◆ MATERIALS PROVIDED:
※
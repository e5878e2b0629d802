//! Taxonomies and their terms.

use serde_json::Value;

use crate::clients::{ApiResult, HttpError};
use crate::resources::{encode_segment, params, require_uid, CrudResource, Params, StackContext};

const TAXONOMIES_PATH: &str = "taxonomies";

/// Facade for taxonomies, created by [`Stack::taxonomy`](crate::resources::Stack::taxonomy).
#[derive(Clone, Debug)]
pub struct Taxonomy<'a> {
    context: StackContext<'a>,
    uid: Option<String>,
}

impl<'a> Taxonomy<'a> {
    pub(crate) fn new(context: StackContext<'a>, uid: Option<&str>) -> Self {
        Self {
            context,
            uid: uid.map(String::from),
        }
    }

    /// Terms of this taxonomy.
    ///
    /// [`Term::search`] works across all taxonomies; other term operations
    /// need this taxonomy's uid.
    #[must_use]
    pub fn terms(&self, uid: Option<&str>) -> Term<'a> {
        Term {
            context: self.context.clone(),
            taxonomy_uid: self.uid.clone(),
            uid: uid.map(String::from),
        }
    }
}

impl CrudResource for Taxonomy<'_> {
    const NAME: &'static str = "Taxonomy";

    fn context(&self) -> &StackContext<'_> {
        &self.context
    }

    fn uid(&self) -> Option<&str> {
        self.uid.as_deref()
    }

    fn collection_path(&self) -> Result<String, HttpError> {
        Ok(TAXONOMIES_PATH.to_string())
    }
}

/// Facade for the terms of one taxonomy, created by [`Taxonomy::terms`].
#[derive(Clone, Debug)]
pub struct Term<'a> {
    context: StackContext<'a>,
    taxonomy_uid: Option<String>,
    uid: Option<String>,
}

impl Term<'_> {
    /// Searches terms in every taxonomy of the stack.
    ///
    /// # Errors
    ///
    /// See [`StackContext::get`].
    pub async fn search(&self, typeahead: &str) -> ApiResult {
        let query = params([("typeahead", typeahead)]);
        self.context.get("taxonomies/$all/terms", Some(query)).await
    }

    /// Lists the ancestors of this term.
    ///
    /// # Errors
    ///
    /// Fails without a request if the taxonomy or term uid is missing.
    pub async fn ancestors(&self, params: Option<Params>) -> ApiResult {
        let path = format!("{}/ancestors", self.member_path()?);
        self.context.get(&path, params).await
    }

    /// Lists the descendants of this term.
    ///
    /// # Errors
    ///
    /// Fails without a request if the taxonomy or term uid is missing.
    pub async fn descendants(&self, params: Option<Params>) -> ApiResult {
        let path = format!("{}/descendants", self.member_path()?);
        self.context.get(&path, params).await
    }

    /// Moves this term under another parent or to another position.
    ///
    /// # Errors
    ///
    /// Fails without a request if the taxonomy or term uid is missing.
    pub async fn move_term(&self, body: Value, params: Option<Params>) -> ApiResult {
        let path = format!("{}/move", self.member_path()?);
        self.context.put(&path, params, Some(body)).await
    }
}

impl CrudResource for Term<'_> {
    const NAME: &'static str = "Term";

    fn context(&self) -> &StackContext<'_> {
        &self.context
    }

    fn uid(&self) -> Option<&str> {
        self.uid.as_deref()
    }

    fn collection_path(&self) -> Result<String, HttpError> {
        let taxonomy = require_uid("Taxonomy", self.taxonomy_uid.as_deref())?;
        Ok(format!(
            "{TAXONOMIES_PATH}/{}/terms",
            encode_segment(taxonomy)
        ))
    }
}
※
◆ INSTRUCTIONS TO FOLLOW:
The lines to return are those in the records above that hold the word "query".

◆ RESULT OF THE TASK:
        let query = params([("typeahead", typeahead)]);
        self.context.get("taxonomies/$all/terms", Some(query)).await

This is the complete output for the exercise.